In the movie, that’s a pressure that has led to Bill & Ted suffering from an epic creative block. Fortunately, for those behind the scenes, that pressure seems to have manifested itself in a far more productive manner.

“The stakes were high because the bar was high,” says St. John of the process. “But we’re so proud of the results. And we’ve had a lot of laughs along the way.” And even if Isham had to live up to not just the legacy of the first two movies (“which have,” he says, “their own little iconic place in the history of American filmmaking”) but the introduction in Face The Music of some of the greatest musicians who ever lived – from Jimi Hendrix to Louis Armstrong to Mozart – he wouldn’t have it any other way.

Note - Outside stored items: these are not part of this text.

//! Cart expiry countdown.
//!
//! A cart is held for a fixed window after its oldest line was added. The
//! calculator is a pure function of the oldest timestamp and the current
//! time; [`countdown`] drives it on a timer.

use cart_sync_core::environment::Clock;
use chrono::{DateTime, TimeDelta, Utc};
use futures::Stream;
use std::sync::Arc;
use std::time::Duration;
use tokio::time::MissedTickBehavior;

/// Hold window and warning threshold
#[derive(Clone, Copy, Debug, PartialEq, Eq)]
pub struct ExpiryPolicy {
    /// How long a cart is held after its oldest line was added
    pub window: Duration,
    /// Remaining time at or below which the cart is about to expire
    pub warning: Duration,
}

impl Default for ExpiryPolicy {
    fn default() -> Self {
        Self {
            window: Duration::from_secs(15 * 60),
            warning: Duration::from_secs(5 * 60),
        }
    }
}

/// Countdown state at one instant
#[derive(Clone, Debug, PartialEq, Eq)]
pub struct CartExpiry {
    /// When the cart expires; `None` for an empty cart
    pub expires_at: Option<DateTime<Utc>>,
    /// Time left, floored at zero
    pub remaining: Duration,
    /// Whether the hold has run out
    pub expired: bool,
    /// Whether the hold is about to run out
    pub warning: bool,
    /// Remaining whole seconds as zero-padded `MM:SS`
    pub formatted: String,
}

impl CartExpiry {
    /// Computes the countdown for a cart whose oldest line was added at
    /// `oldest_added_at`
    ///
    /// An empty cart reports the full window and never expires.
    ///
    /// ```
    /// use chrono::{TimeDelta, Utc};
    /// use ticket_cart::{CartExpiry, ExpiryPolicy};
    ///
    /// let t0 = Utc::now();
    /// let expiry = CartExpiry::compute(
    ///     Some(t0),
    ///     t0 + TimeDelta::seconds(14 * 60 + 59),
    ///     &ExpiryPolicy::default(),
    /// );
    /// assert!(!expiry.expired);
    /// assert!(expiry.warning);
    /// assert_eq!(expiry.formatted, "00:01");
    /// ```
    #[must_use]
    pub fn compute(
        oldest_added_at: Option<DateTime<Utc>>,
        now: DateTime<Utc>,
        policy: &ExpiryPolicy,
    ) -> Self {
        let Some(oldest) = oldest_added_at else {
            return Self {
                expires_at: None,
                remaining: policy.window,
                expired: false,
                warning: false,
                formatted: format_mm_ss(policy.window),
            };
        };

        let window = TimeDelta::from_std(policy.window).unwrap_or(TimeDelta::MAX);
        let expires_at = oldest.checked_add_signed(window).unwrap_or(DateTime::<Utc>::MAX_UTC);
        let remaining = (expires_at - now).to_std().unwrap_or(Duration::ZERO);

        Self {
            expires_at: Some(expires_at),
            remaining,
            expired: remaining.is_zero(),
            warning: !remaining.is_zero() && remaining <= policy.warning,
            formatted: format_mm_ss(remaining),
        }
    }

    /// Remaining time in whole milliseconds
    #[must_use]
    pub fn remaining_ms(&self) -> u128 {
        self.remaining.as_millis()
    }
}

/// Renders whole seconds of `remaining` as zero-padded `MM:SS`
///
/// Minutes are not wrapped into hours.
#[must_use]
pub fn format_mm_ss(remaining: Duration) -> String {
    let seconds = remaining.as_secs();
    format!("{:02}:{:02}", seconds / 60, seconds % 60)
}

/// Recomputes the expiry every `tick` until it expires
///
/// The first value is yielded immediately. The stream ends right after the
/// first expired value, or after the single value of an empty cart.
pub fn countdown(
    clock: Arc<dyn Clock>,
    oldest_added_at: Option<DateTime<Utc>>,
    policy: ExpiryPolicy,
    tick: Duration,
) -> impl Stream<Item = CartExpiry> + Send + 'static {
    async_stream::stream! {
        let mut interval = tokio::time::interval(tick.max(Duration::from_millis(1)));
        interval.set_missed_tick_behavior(MissedTickBehavior::Delay);

        loop {
            interval.tick().await;
            let expiry = CartExpiry::compute(oldest_added_at, clock.now(), &policy);
            let done = expiry.expired || expiry.expires_at.is_none();
            if done {
                tracing::debug!(expired = expiry.expired, "Cart countdown finished");
            }
            yield expiry;
            if done {
                break;
            }
        }
    }
}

“There were lots of challenges to this,” Isham says. “A lot of comedies step outside of the characters, looking in at them, saying, ‘Isn’t this hilarious!’ But that’s not what we wanted to do. You’ve got to score Bill, who is the optimist, and Ted, who is the pessimist. It’s like the angel and the devil on your shoulders. I don’t get creative blocks personally – I spent a large part of my life as a jazz musician, so I know how to improvise – but you do feel the weight of it. These are movies that touch on the thing that people who have dedicated their lives to music really believe: that music truly has the power to enrich and help people’s lives.”

For Reeves and Winter and Matheson and Solomon, Face The Music means the end of a question that has dogged them in the years in between, whether it’s on the set of John Wick or Men In Black, or in a restaurant or a store: “Are you doing another Bill & Ted?” It also gives them the chance to say thanks in the only way they know how.

“This has a real completeness to it,” says Kroopf. “Now, any producer will tell you that it’s a world. That there is a whole Bill & Ted world of time-travel where anything is possible…” Parisot smiles, confident in the closing chapter that he and his two leading men have delivered.

“How can I not be?” Parisot says. “The truth is, these guys love each other. In real-life, they love each other. And more than all the craziness – and, trust me, there is plenty of craziness in this movie! – that’s what comes off the screen. It’s what always has. You’re watching two guys who are best friends, working stuff out. These guys haven’t changed in their core. It’s about recapturing that, re-releasing that joy. This movie is from their heart, to yours.”